In August of 1765—250 years ago this month—American colonists launched violent protests against England’s Stamp Act, a law that mandated the use of specially stamped or embossed paper on nearly every type of legal and commercial document, including marriage licenses, mortgages, contracts, and even newspapers and playing cards. Independent Institute Senior Fellow and Research Director William F. Shughart II, our resident expert on selective excise taxes, has written an op-ed reminding us why this matters.

The protests began in Boston, and included harassment of Boston’s stamp distributor, Andrew Oliver, and a raid on the homes of government officials William Story, Benjamin Howell, and Thomas Hutchinson. “News of Boston’s riots spread quickly: as in England, colonial newspaper publishers championed tax resistance,” Shughart writes. “Private and public property was destroyed, but historians believe the mobs of protestors did not shed the blood of any commissioned Stamp Act distributor.
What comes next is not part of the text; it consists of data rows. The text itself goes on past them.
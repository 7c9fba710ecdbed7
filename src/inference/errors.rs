//! Errors from the chat-completions client.

use thiserror::Error;

/// Errors that can occur during inference operations.
#[derive(Debug, Error)]
pub enum InferenceError {
    /// TCP/HTTP connection to the model endpoint failed.
    #[error("connection failed to {endpoint}: {reason}")]
    ConnectionFailed { endpoint: String, reason: String },

    /// The model endpoint did not respond within the configured timeout.
    #[error("inference timeout after {duration_secs}s")]
    Timeout { duration_secs: u64 },

    /// Non-2xx HTTP response from the model endpoint.
    #[error("HTTP {status}: {body}")]
    HttpError { status: u16, body: String },

    /// The response body was not a valid chat completion.
    #[error("response parse error: {reason}")]
    ResponseParse { reason: String },

    /// Client construction or configuration error.
    #[error("config error: {reason}")]
    ConfigError { reason: String },
}

impl InferenceError {
    /// Authentication or authorization failure (bad or missing API key).
    pub fn is_auth_error(&self) -> bool {
        matches!(
            self,
            InferenceError::HttpError {
                status: 401 | 403,
                ..
            }
        )
    }
}
#[cfg(test)]
mod tests {
    use super::*;
    use serde_json::json;

    #[test]
    fn test_flatten_strips_attributes_and_nests() {
        let raw = json!({
            "attributes": {"type": "Opportunity", "url": "/x"},
            "Id": "006A",
            "Owner": {"attributes": {"type": "User"}, "Name": "Dana", "Manager": {"attributes": {"type": "User"}, "Name": "Lee"}},
            "Account": null,
            "Tags": {"plain": "object"}
        });
        let flat = flatten_record(raw.as_object().unwrap());
        assert_eq!(
            Value::Object(flat),
            json!({
                "Id": "006A",
                "Owner.Name": "Dana",
                "Owner.Manager.Name": "Lee",
                "Account": null,
                "Tags": {"plain": "object"}
            })
        );
    }

    #[test]
    fn test_describe_field_decoding() {
        let raw = json!({
            "name": "StageName",
            "label": "Stage",
            "type": "picklist",
            "filterable": true,
            "sortable": true,
            "picklistValues": [{"value": "Prospecting", "active": true, "label": "Prospecting"}],
            "referenceTo": [],
            "relationshipName": null,
            "length": 255
        });
        let f: FieldDescribe = serde_json::from_value(raw).unwrap();
        assert_eq!(f.field_type, "picklist");
        assert_eq!(f.picklist_values[0].value, "Prospecting");
        assert!(f.relationship_name.is_none());
    }

    #[test]
    fn test_api_error_parsing() {
        let body = r#"[{"message":"unexpected token: 'FORM'","errorCode":"MALFORMED_QUERY"}]"#;
        match api_error(StatusCode::BAD_REQUEST, body) {
            SalesforceError::Api { status, error_code, message } => {
                assert_eq!(status, 400);
                assert_eq!(error_code.as_deref(), Some("MALFORMED_QUERY"));
                assert_eq!(message, "unexpected token: 'FORM'");
            }
            other => panic!("unexpected: {other:?}"),
        }
        let e = api_error(StatusCode::UNAUTHORIZED, "");
        assert_eq!(e.to_string(), "HTTP 401: Unauthorized");
    }

    #[test]
    fn test_url_normalizes_version() {
        let client = SalesforceClient::from_config(&SalesforceConfig {
            instance_url: Some("https://acme.my.salesforce.com/".into()),
            access_token: Some("tok".into()),
            api_version: "v60.0".into(),
        })
        .unwrap();
        assert_eq!(
            client.url("query"),
            "https://acme.my.salesforce.com/services/data/v60.0/query"
        );
    }

    #[test]
    fn test_missing_token_is_config_error() {
        let err = SalesforceClient::from_config(&SalesforceConfig {
            instance_url: Some("https://acme.my.salesforce.com".into()),
            access_token: None,
            api_version: "60.0".into(),
        })
        .unwrap_err();
        assert!(err.to_string().contains("access_token"));
    }
}
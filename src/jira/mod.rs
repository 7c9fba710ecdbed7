//! Jira: REST client, JQL tools, the JQL agent, and query execution.

pub mod agent;
pub mod client;
pub mod errors;
pub mod execute;
pub mod tools;

pub use agent::{build_jql_agent, run_jql_agent, JqlAgent};
pub use client::{IssueRow, IssueTypeStatuses, JiraApi, JiraClient, ProjectRef};
pub use errors::JiraError;
pub use execute::{attach_issues, execute_jql};
pub use tools::JqlToolContext;
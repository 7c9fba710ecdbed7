//! Agent Core error types.
//!
//! Only loop-level failures live here. Tool failures never escape the loop:
//! they are recorded in the conversation for the model to act on.

use thiserror::Error;

use crate::inference::InferenceError;
use crate::tools::ToolError;

/// Errors surfaced from an agent run.
#[derive(Debug, Error)]
pub enum AgentError {
    /// The model kept requesting tools until the turn budget ran out.
    #[error("aborted: no final answer after {turns} model turns")]
    Aborted { turns: u32 },

    /// The final answer contained no decodable JSON object.
    #[error("could not extract a JSON result: {reason}")]
    Extraction { reason: String, raw: String },

    /// The model call itself failed (transport, auth, timeout).
    #[error("model invocation failed: {0}")]
    Invoker(#[from] InferenceError),

    /// Routing was asked to decide on a conversation with no messages.
    #[error("cannot route an empty conversation")]
    EmptyConversation,

    /// The agent could not be assembled (duplicate tool, missing client config).
    #[error("agent setup failed: {reason}")]
    Setup { reason: String },
}

impl AgentError {
    /// The raw final text, for extraction failures.
    pub fn raw_text(&self) -> Option<&str> {
        match self {
            AgentError::Extraction { raw, .. } => Some(raw),
            _ => None,
        }
    }

    /// Process exit code used by the CLI.
    pub fn exit_code(&self) -> i32 {
        match self {
            AgentError::Aborted { .. } => 2,
            AgentError::Extraction { .. } => 3,
            AgentError::Invoker(_) => 4,
            AgentError::EmptyConversation | AgentError::Setup { .. } => 1,
        }
    }
}

impl From<ToolError> for AgentError {
    fn from(e: ToolError) -> Self {
        AgentError::Setup {
            reason: e.to_string(),
        }
    }
}

#[cfg(test)]
mod tests {
    use super::*;

    #[test]
    fn test_exit_codes_are_distinct() {
        let codes = [
            AgentError::Aborted { turns: 3 }.exit_code(),
            AgentError::Extraction {
                reason: "r".into(),
                raw: "x".into(),
            }
            .exit_code(),
            AgentError::Invoker(InferenceError::Timeout { duration_secs: 1 }).exit_code(),
        ];
        assert_eq!(codes, [2, 3, 4]);
    }

    #[test]
    fn test_duplicate_tool_is_setup_error() {
        let err: AgentError = ToolError::DuplicateTool {
            name: "think".into(),
        }
        .into();
        assert!(matches!(err, AgentError::Setup { .. }));
        assert!(err.to_string().contains("think"));
    }
}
Resignation from office was the only goal—and it was achieved.”

One lesson: “Overburdened taxpayers today can take heart from the colonists’ successful trouncing of the intrusive Stamp Act,” Shughart continues. “August 2015 is an occasion for reflecting on what tax protestors achieved 250 years ago.”

The Stamp Act Riots, 250 Years On, by William F. Shughart II (The Daily Caller, 8/19/15)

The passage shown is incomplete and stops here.